Mention of the Tornado brings back memories of 41 years ago when, given a summer off from my job at the BBC, I was concentrating on preparation for the Little America's Cup with Lady Helmsman.
While time consuming, it did allow me to work with the Tornado's designer, Rodney March, and builder, Reg White, on the rig for the prototype. It presented a new set of challenges, but they were overcome with sufficient lead time for us to take the boat to Sheppey, on the north Kent coast, for the IYRU trials to select suitable boats for international classes for two-handed and single-handed boats.
Reg and I sailed the standard Tornado while Terry Pearce and the designer sailed a similar boat but with a wing-mast una-rig. They had a slight speed edge on us until the mast fell down, but it was close. The wing mast would, undoubtedly, have clouded the selection issue, but the two Tornados were well ahead of the rest and the Tornado's selection was almost automatic and the class has gone from strength to strength, at least until last November.
It is interesting to muse that the B-class (20ft overall and 235 square feet of rig area) has subsequently died, but the A-class has become the leading edge in single-handed catamaran sailing. Whatever happened to the Australis, the boat that won those trials at Sheppey in 1967?

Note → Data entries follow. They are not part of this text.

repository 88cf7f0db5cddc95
// src/config/mod.rs
pub mod consts;
pub mod options;
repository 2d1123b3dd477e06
//! Fetch port and HTTP implementation
//!
//! The coordinator consumes fetching only through the `Fetch` trait, which
//! returns either a parse-ready document or a failure classified as
//! transient (retry the work item) or fatal (dead-letter it). The HTTP
//! implementation retries blocked responses (403/429) in place a fixed
//! number of times with a fixed delay before surfacing a transient error.

use crate::config::{CrawlerConfig, SourceConfig};
use async_trait::async_trait;
use reqwest::{Client, StatusCode};
use std::time::Duration;
use thiserror::Error;

/// A fetched entity document, ready for extraction
#[derive(Debug, Clone)]
pub struct FetchedDocument {
    /// The reference that was fetched
    pub reference: String,

    /// Final URL after redirects
    pub final_url: String,

    /// Raw markup body
    pub body: String,
}

/// Fetch failure classification
#[derive(Debug, Error)]
pub enum FetchError {
    /// Network failure, timeout, server error, or persistent blocking;
    /// the work item may be retried
    #[error("Transient fetch failure: {0}")]
    Transient(String),

    /// The reference can never succeed (e.g. 404); retrying reproduces it
    #[error("Fatal fetch failure: {0}")]
    Fatal(String),
}

impl FetchError {
    pub fn is_transient(&self) -> bool {
        matches!(self, Self::Transient(_))
    }
}

/// Port for fetching one entity document by reference
#[async_trait]
pub trait Fetch: Send + Sync {
    async fn fetch(&self, reference: &str) -> Result<FetchedDocument, FetchError>;
}

/// Builds the HTTP client used by the crawler
///
/// The per-request timeout is mandatory: an unresponsive server surfaces as
/// a transient failure rather than an unbounded wait.
pub fn build_http_client(user_agent: &str, timeout_secs: u64) -> Result<Client, reqwest::Error> {
    Client::builder()
        .user_agent(user_agent.to_string())
        .timeout(Duration::from_secs(timeout_secs))
        .connect_timeout(Duration::from_secs(10))
        .gzip(true)
        .brotli(true)
        .build()
}

/// HTTP implementation of the fetch port
pub struct HttpFetcher {
    client: Client,
    base_url: String,
    blocked_retry_count: u32,
    blocked_retry_delay: Duration,
}

impl HttpFetcher {
    pub fn new(source: &SourceConfig, crawler: &CrawlerConfig) -> Result<Self, reqwest::Error> {
        let client = build_http_client(&source.user_agent, crawler.fetch_timeout_secs)?;
        Ok(Self {
            client,
            base_url: source.base_url.trim_end_matches('/').to_string(),
            blocked_retry_count: crawler.blocked_retry_count,
            blocked_retry_delay: Duration::from_millis(crawler.blocked_retry_delay_ms),
        })
    }

    fn url_for(&self, reference: &str) -> String {
        format!("{}/{}", self.base_url, reference.trim_start_matches('/'))
    }
}

#[async_trait]
impl Fetch for HttpFetcher {
    async fn fetch(&self, reference: &str) -> Result<FetchedDocument, FetchError> {
        let url = self.url_for(reference);

        let mut blocked_attempts = 0;
        loop {
            let response = match self.client.get(&url).send().await {
                Ok(r) => r,
                Err(e) if e.is_timeout() => {
                    return Err(FetchError::Transient(format!("timeout fetching {}", url)));
                }
                Err(e) if e.is_connect() => {
                    return Err(FetchError::Transient(format!(
                        "connection failure for {}: {}",
                        url, e
                    )));
                }
                Err(e) => {
                    return Err(FetchError::Transient(format!(
                        "request failure for {}: {}",
                        url, e
                    )));
                }
            };

            let status = response.status();

            if status == StatusCode::FORBIDDEN || status == StatusCode::TOO_MANY_REQUESTS {
                if blocked_attempts < self.blocked_retry_count {
                    blocked_attempts += 1;
                    tracing::debug!(
                        "Blocked ({}) fetching {}, retry {}/{}",
                        status,
                        url,
                        blocked_attempts,
                        self.blocked_retry_count
                    );
                    tokio::time::sleep(self.blocked_retry_delay).await;
                    continue;
                }
                return Err(FetchError::Transient(format!(
                    "blocked ({}) after {} retries: {}",
                    status, blocked_attempts, url
                )));
            }

            if status == StatusCode::NOT_FOUND || status == StatusCode::GONE {
                return Err(FetchError::Fatal(format!("HTTP {} for {}", status, url)));
            }

            if status.is_server_error() {
                return Err(FetchError::Transient(format!(
                    "HTTP {} for {}",
                    status, url
                )));
            }

            if !status.is_success() {
                return Err(FetchError::Fatal(format!("HTTP {} for {}", status, url)));
            }

            let final_url = response.url().to_string();
            let body = response.text().await.map_err(|e| {
                FetchError::Transient(format!("failed reading body of {}: {}", url, e))
            })?;

            return Ok(FetchedDocument {
                reference: reference.to_string(),
                final_url,
                body,
            });
        }
    }
}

John Fisk, as Chairman of the IYRU Multihull Committee, was one of the selectors at those trials, and subsequently worked tirelessly to ensure that there was a suitable class in the Olympics. He was rewarded when the Tornado was chosen for the Montreal Games in 1976, which he attended despite suffering from the cancer that was to take his life shortly afterwards. John would, however, have been very amused at the America's Cup taking place in mega-multihulls.
As I said at the Opening Ceremony for the Tornado World Championship at Takapuna, John will be turning in his grave at the decision made in Cascais.
To him, and to many others, the incomprehensibility of that decision beggars belief. One only hopes that ISAF, at the mid-term meetings, can distinguish the level of urgency of a re-think of the decision and act quickly to restore some balance to the nominated disciplines.
There is an overwhelming case for the restoration of a multihull and care must be taken to avoid the lobbying that led to its demise. I have no need to point fingers - you all know who you are.
To disenfranchise the multihull sailors was a travesty of thought last November. It is a huge constituency that deserves to be treated properly.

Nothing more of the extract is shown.